Sunday, January 28, 2007

an unrequited love?

an unrequited love?

will i tear again tis time? *bitter laughters* i dno man. one after another blow. it seems i'll nvr get that chance to b w her at all. everythin' i c, hear, or wadever verbs u can name, that is abt her. hmph...it's all practically against me. nth abt it seems to heighten my hopes. i really wonder is she juz tryin to run away from me, from my love, or was it an unrequited love all along...? *bitter laughs*...does it matter to her?...hahahahaha. i guess not...i guess not now anymore.

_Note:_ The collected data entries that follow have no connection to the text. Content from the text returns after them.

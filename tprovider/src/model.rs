//! Provider identity, conversation messages, agent records, and run lifecycle values.
//!
//! ```rust
//! use tprovider::{Message, ProviderId, Role, RunStatus};
//!
//! let provider: ProviderId = "mistral".parse().expect("alias should parse");
//! assert_eq!(provider, ProviderId::Stateless);
//! assert_eq!(provider.to_string(), "stateless");
//!
//! let message = Message::new(Role::User, "hi").with_timestamp(1_700_000_000);
//! assert_eq!(message.timestamp, Some(1_700_000_000));
//!
//! assert!(RunStatus::Expired.is_terminal());
//! assert!(!RunStatus::Cancelling.is_terminal());
//! ```

use std::fmt::{Display, Formatter};
use std::str::FromStr;

use serde::{Deserialize, Serialize};
use tcommon::{AgentId, GenerationOptions};

use crate::ProviderError;

#[derive(
    Debug, Clone, Copy, PartialEq, Eq, Hash, PartialOrd, Ord, Serialize, Deserialize,
)]
pub enum ProviderId {
    #[serde(rename = "stateful-run")]
    StatefulRun,
    #[serde(rename = "stateless")]
    Stateless,
}

impl ProviderId {
    pub const ALL: [ProviderId; 2] = [ProviderId::StatefulRun, ProviderId::Stateless];

    pub fn as_str(self) -> &'static str {
        match self {
            Self::StatefulRun => "stateful-run",
            Self::Stateless => "stateless",
        }
    }
}

impl Display for ProviderId {
    fn fmt(&self, f: &mut Formatter<'_>) -> std::fmt::Result {
        f.write_str(self.as_str())
    }
}

impl FromStr for ProviderId {
    type Err = ProviderError;

    fn from_str(value: &str) -> Result<Self, Self::Err> {
        match value.trim().to_ascii_lowercase().as_str() {
            "stateful-run" | "stateful_run" | "statefulrun" | "openai" | "assistants" => {
                Ok(Self::StatefulRun)
            }
            "stateless" | "mistral" => Ok(Self::Stateless),
            other => Err(ProviderError::invalid_request(format!(
                "unknown provider '{other}'"
            ))),
        }
    }
}

#[derive(Debug, Clone, Copy, PartialEq, Eq, Serialize, Deserialize)]
#[serde(rename_all = "lowercase")]
pub enum Role {
    System,
    User,
    Assistant,
}

impl Role {
    pub fn as_str(self) -> &'static str {
        match self {
            Self::System => "system",
            Self::User => "user",
            Self::Assistant => "assistant",
        }
    }
}

/// One immutable conversation entry. `timestamp` is unix seconds when the
/// backend reports one.
#[derive(Debug, Clone, PartialEq, Eq, Serialize, Deserialize)]
pub struct Message {
    pub role: Role,
    pub content: String,
    pub timestamp: Option<u64>,
}

impl Message {
    pub fn new(role: Role, content: impl Into<String>) -> Self {
        Self {
            role,
            content: content.into(),
            timestamp: None,
        }
    }

    pub fn with_timestamp(mut self, timestamp: u64) -> Self {
        self.timestamp = Some(timestamp);
        self
    }
}

#[derive(Debug, Clone, PartialEq, Eq)]
pub struct AgentSpec {
    pub name: String,
    pub instructions: String,
    pub model: String,
}

impl AgentSpec {
    pub fn new(
        name: impl Into<String>,
        instructions: impl Into<String>,
        model: impl Into<String>,
    ) -> Self {
        Self {
            name: name.into(),
            instructions: instructions.into(),
            model: model.into(),
        }
    }

    pub fn validate(&self) -> Result<(), ProviderError> {
        if self.name.trim().is_empty() {
            return Err(ProviderError::invalid_request("agent name must not be empty"));
        }

        if self.instructions.trim().is_empty() {
            return Err(ProviderError::invalid_request(
                "agent instructions must not be empty",
            ));
        }

        if self.model.trim().is_empty() {
            return Err(ProviderError::invalid_request("agent model must not be empty"));
        }

        Ok(())
    }
}

/// Agent record after provisioning; immutable once created.
#[derive(Debug, Clone, PartialEq, Eq)]
pub struct AgentConfig {
    pub id: AgentId,
    pub spec: AgentSpec,
}

/// Backend acknowledgement for a message appended to a remote thread.
#[derive(Debug, Clone, PartialEq, Eq)]
pub struct MessageAck {
    pub message_id: String,
    pub created_at: Option<u64>,
}

/// A freshly started run as reported by the backend.
#[derive(Debug, Clone, PartialEq, Eq)]
pub struct RunHandle {
    pub run_id: String,
    pub status: RunStatus,
}

#[derive(Debug, Clone, Copy, PartialEq, Eq, Hash, Serialize, Deserialize)]
#[serde(rename_all = "snake_case")]
pub enum RunStatus {
    Queued,
    InProgress,
    Cancelling,
    Completed,
    Failed,
    Expired,
    Cancelled,
}

impl RunStatus {
    pub fn is_terminal(self) -> bool {
        matches!(
            self,
            Self::Completed | Self::Failed | Self::Expired | Self::Cancelled
        )
    }

    pub fn as_str(self) -> &'static str {
        match self {
            Self::Queued => "queued",
            Self::InProgress => "in_progress",
            Self::Cancelling => "cancelling",
            Self::Completed => "completed",
            Self::Failed => "failed",
            Self::Expired => "expired",
            Self::Cancelled => "cancelled",
        }
    }
}

impl Display for RunStatus {
    fn fmt(&self, f: &mut Formatter<'_>) -> std::fmt::Result {
        f.write_str(self.as_str())
    }
}

/// Full replayed context for one stateless completion call.
#[derive(Debug, Clone, PartialEq)]
pub struct CompletionRequest {
    pub model: String,
    pub messages: Vec<Message>,
    pub options: GenerationOptions,
}

impl CompletionRequest {
    pub fn new(model: impl Into<String>, messages: Vec<Message>) -> Self {
        Self {
            model: model.into(),
            messages,
            options: GenerationOptions::default(),
        }
    }

    pub fn with_options(mut self, options: GenerationOptions) -> Self {
        self.options = options;
        self
    }

    pub fn validate(&self) -> Result<(), ProviderError> {
        if self.model.trim().is_empty() {
            return Err(ProviderError::invalid_request("model must not be empty"));
        }

        if self.messages.is_empty() {
            return Err(ProviderError::invalid_request(
                "at least one message is required",
            ));
        }

        if let Some(max_tokens) = self.options.max_tokens
            && max_tokens == 0
        {
            return Err(ProviderError::invalid_request(
                "max_tokens must be greater than zero",
            ));
        }

        Ok(())
    }
}

#[cfg(test)]
mod tests {
    use super::*;
    use crate::ProviderErrorKind;

    #[test]
    fn provider_id_parses_canonical_names_and_aliases() {
        assert_eq!("stateful-run".parse::<ProviderId>(), Ok(ProviderId::StatefulRun));
        assert_eq!(" OpenAI ".parse::<ProviderId>(), Ok(ProviderId::StatefulRun));
        assert_eq!("stateless".parse::<ProviderId>(), Ok(ProviderId::Stateless));
        assert_eq!("Mistral".parse::<ProviderId>(), Ok(ProviderId::Stateless));

        let error = "claude".parse::<ProviderId>().expect_err("unknown provider");
        assert_eq!(error.kind, ProviderErrorKind::InvalidRequest);
    }

    #[test]
    fn provider_id_serializes_with_canonical_name() {
        let encoded = serde_json::to_string(&ProviderId::StatefulRun).expect("encode");
        assert_eq!(encoded, "\"stateful-run\"");
        assert_eq!(ProviderId::Stateless.to_string(), "stateless");
    }

    #[test]
    fn run_status_terminal_set_is_closed() {
        let terminal = [
            RunStatus::Completed,
            RunStatus::Failed,
            RunStatus::Expired,
            RunStatus::Cancelled,
        ];
        let pending = [RunStatus::Queued, RunStatus::InProgress, RunStatus::Cancelling];

        assert!(terminal.iter().all(|status| status.is_terminal()));
        assert!(pending.iter().all(|status| !status.is_terminal()));
    }

    #[test]
    fn agent_spec_rejects_blank_fields() {
        assert!(AgentSpec::new("name", "instructions", "model").validate().is_ok());

        let error = AgentSpec::new(" ", "instructions", "model")
            .validate()
            .expect_err("blank name");
        assert_eq!(error.kind, ProviderErrorKind::InvalidRequest);
        assert!(AgentSpec::new("name", "", "model").validate().is_err());
        assert!(AgentSpec::new("name", "instructions", "").validate().is_err());
    }

    #[test]
    fn completion_request_validation_checks_model_messages_and_tokens() {
        let messages = vec![Message::new(Role::User, "hi")];
        assert!(CompletionRequest::new("m", messages.clone()).validate().is_ok());
        assert!(CompletionRequest::new("", messages.clone()).validate().is_err());
        assert!(CompletionRequest::new("m", Vec::new()).validate().is_err());

        let zero_tokens = CompletionRequest::new("m", messages)
            .with_options(GenerationOptions::default().with_max_tokens(0));
        assert!(zero_tokens.validate().is_err());
    }

    #[test]
    fn message_serializes_role_in_lowercase() {
        let encoded =
            serde_json::to_value(Message::new(Role::Assistant, "hello")).expect("encode");
        assert_eq!(encoded["role"], "assistant");
        assert_eq!(encoded["timestamp"], serde_json::Value::Null);
    }
}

now that she's probably enjoying herself. enjoying herself w someone else. someone whom i dno. someone whom i'm not sure if she'll b happy w. if so, then i guess it's gd. n i shudder think e otherwise. n since both of them now r in e picture, a picture w all e lights on them, i guess i can only run bac to e shadows in e picture, hiding there, feeling practically numb while she enjoys herself.

i dno y. but it feels as if...as if i'm so numb alrdy. as if my heart has gone w her yet it cant feel her presence near. or as if my heart has stopped, my emotions r too hurt. i dno. i dno. i dno. i cant feel anything. yet i feel pain. n yet again. i wish i could cry. it's such a mess...

i'm lost in e middle of nowhere. i'm like stuck in sahara now, desperately trying to find a way out, yet sandstorms keep brewing, constantly disrupting my sense of direction n lvl of visibility.

i dn wanna lose her now. seriously. juz when i tot i was at least gettin' out of that waiting list, it falls bac to e same pt. tis chance, it's as gd as something i can nvr achieve. as much as i would love to achieve the impossibilities, tis is smthing beyond my control. a decision that can only b decided by her.

wad is my decision then? i dno. i wanna cont to wait. wait n wait n wait. probably forever i guess. staying in e shadows doesnt mean i cant go into e light, no matter how it goes, i'll still b there for her for anything, for wadever she needs. i'll protect her. i'll help her. i'll save her. i'll do wadever to benefit her, even beyond e limits of human or more - superhuman, n as crazy as it can get. for that word called love. even if it's unrequited...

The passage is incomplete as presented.